PEAP is a SSL wrapper around EAP carrying EAP. TTLS is a SSL wrapper around diameter TLVs carrying RADIUS authentication attributes.

EAP-TTLS-PAP can be useful (rather than EAP-PEAP or EAP-TTLS) if the backend authentication database store credentials in a non-reversable hash format such as bigcrypt or any form not compatible with MSCHAP (NT-OWF) In this case it is not possible to authenticate using any of the CHAP based methods.

While you could also emulate PAP using EAP-PEAPv1-GTC this is not as widely supported by clients.

PEAP has some added baggage over TTLS in the form of PEAP version negotiation headaches and historical incompatibilities in PEAPv1 (Such as client magic when deriving master key from PRF) which have made their way into early implementations.

I normally see EAP-TTLS implemented in embedded clients such as subscriber modules in wireless gear with PEAP used more by laptop computers and mobile handsets.

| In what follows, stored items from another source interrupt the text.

use crate::error::GeoError;
use serde_json::Value;
use std::fmt;

const NOT_AVAILABLE: &str = "N/A";

/// A successful geolocation answer. Every field may be absent upstream.
#[derive(Debug, Clone, Default, PartialEq)]
pub struct GeoRecord {
    pub query: Option<String>,
    pub country: Option<String>,
    pub country_code: Option<String>,
    pub region_name: Option<String>,
    pub region: Option<String>,
    pub city: Option<String>,
    pub lat: Option<f64>,
    pub lon: Option<f64>,
    pub isp: Option<String>,
    pub org: Option<String>,
}

pub type GeoResult = Result<GeoRecord, GeoError>;

impl GeoRecord {
    /// Pull the known fields out of an API body, ignoring anything else.
    pub fn from_value(body: &Value) -> Self {
        let text = |key: &str| body[key].as_str().map(|s| s.to_string());

        Self {
            query: text("query"),
            country: text("country"),
            country_code: text("countryCode"),
            region_name: text("regionName"),
            region: text("region"),
            city: text("city"),
            lat: body["lat"].as_f64(),
            lon: body["lon"].as_f64(),
            isp: text("isp"),
            org: text("org"),
        }
    }
}

fn or_na<T: fmt::Display>(value: &Option<T>) -> String {
    value
        .as_ref()
        .map(|v| v.to_string())
        .unwrap_or_else(|| NOT_AVAILABLE.to_string())
}

impl fmt::Display for GeoRecord {
    fn fmt(&self, f: &mut fmt::Formatter<'_>) -> fmt::Result {
        writeln!(f, "--- IP Geolocation ---")?;
        writeln!(f, "IP: {}", or_na(&self.query))?;
        writeln!(
            f,
            "Country: {} ({})",
            or_na(&self.country),
            or_na(&self.country_code)
        )?;
        writeln!(
            f,
            "Region: {} ({})",
            or_na(&self.region_name),
            or_na(&self.region)
        )?;
        writeln!(f, "City: {}", or_na(&self.city))?;
        writeln!(f, "Coordinates: {}, {}", or_na(&self.lat), or_na(&self.lon))?;
        writeln!(f, "ISP: {}", or_na(&self.isp))?;
        writeln!(f, "Organization: {}", or_na(&self.org))?;
        write!(f, "----------------------")
    }
}

#[cfg(test)]
mod tests {
    use super::*;
    use serde_json::json;

    #[test]
    fn test_from_value_full() {
        let body = json!({
            "status": "success",
            "query": "8.8.8.8",
            "country": "United States",
            "countryCode": "US",
            "regionName": "Virginia",
            "region": "VA",
            "city": "Ashburn",
            "lat": 39.03,
            "lon": -77.5,
            "isp": "Google LLC",
            "org": "Google Public DNS",
            "as": "AS15169 Google LLC"
        });

        let record = GeoRecord::from_value(&body);
        assert_eq!(record.query.as_deref(), Some("8.8.8.8"));
        assert_eq!(record.country_code.as_deref(), Some("US"));
        assert_eq!(record.region_name.as_deref(), Some("Virginia"));
        assert_eq!(record.lat, Some(39.03));
        assert_eq!(record.lon, Some(-77.5));
        assert_eq!(record.org.as_deref(), Some("Google Public DNS"));
    }

    #[test]
    fn test_missing_and_mistyped_fields_are_none() {
        let body = json!({ "query": "1.1.1.1", "lat": "not a number", "city": 42 });
        let record = GeoRecord::from_value(&body);
        assert_eq!(record.query.as_deref(), Some("1.1.1.1"));
        assert_eq!(record.lat, None);
        assert_eq!(record.city, None);
        assert_eq!(record.country, None);
    }

    #[test]
    fn test_render_fills_na() {
        let record = GeoRecord {
            query: Some("1.1.1.1".to_string()),
            country: Some("Australia".to_string()),
            lat: Some(-33.494),
            ..Default::default()
        };

        let out = record.to_string();
        assert!(out.starts_with("--- IP Geolocation ---\n"));
        assert!(out.contains("IP: 1.1.1.1\n"));
        assert!(out.contains("Country: Australia (N/A)\n"));
        assert!(out.contains("Region: N/A (N/A)\n"));
        assert!(out.contains("Coordinates: -33.494, N/A\n"));
        assert!(out.contains("Organization: N/A\n"));
        assert!(out.ends_with("----------------------"));
    }
}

EAP-TTLS has historically not been supported in Windows clients without having to install third party software. EAP-TTLS is now supported starting with Windows 8.

Some additional thoughts:

EAP-TTLS was invented by a RADIUS vendor. EAP-PEAPv0 was invented by Microsoft. EAP-PEAPv1 came out of the IETF process.

There was some additional IETF work on a PEAPv2 which would have made the system more secure by way of crypto bindings to inner authentication methods. This has not gone anywhere as near as I can tell.

Solution 3:

As disk eater wrote, the main reason people use TTLS is you can allow your radius server to see the cleartext password that way, which can be useful depending on your authentication backend.

A newer consideration that might favor PEAP is that SoH is AFAICT only presented to the RADIUS server if it asks for it, and the only way to ask for it on Microsoft systems is during a PEAP session. So if you want to get agent-like assessment out of agentless assessment (support by more AV vendors probably forthcoming) you'd want PEAP, however if you are looking to work around a 1-factor OAUTH backend by taking a naked password (because heck, the big IDPs that won't provide an inner tunnel service deserve no less and their users are clueless enough to type it in) use TTLS.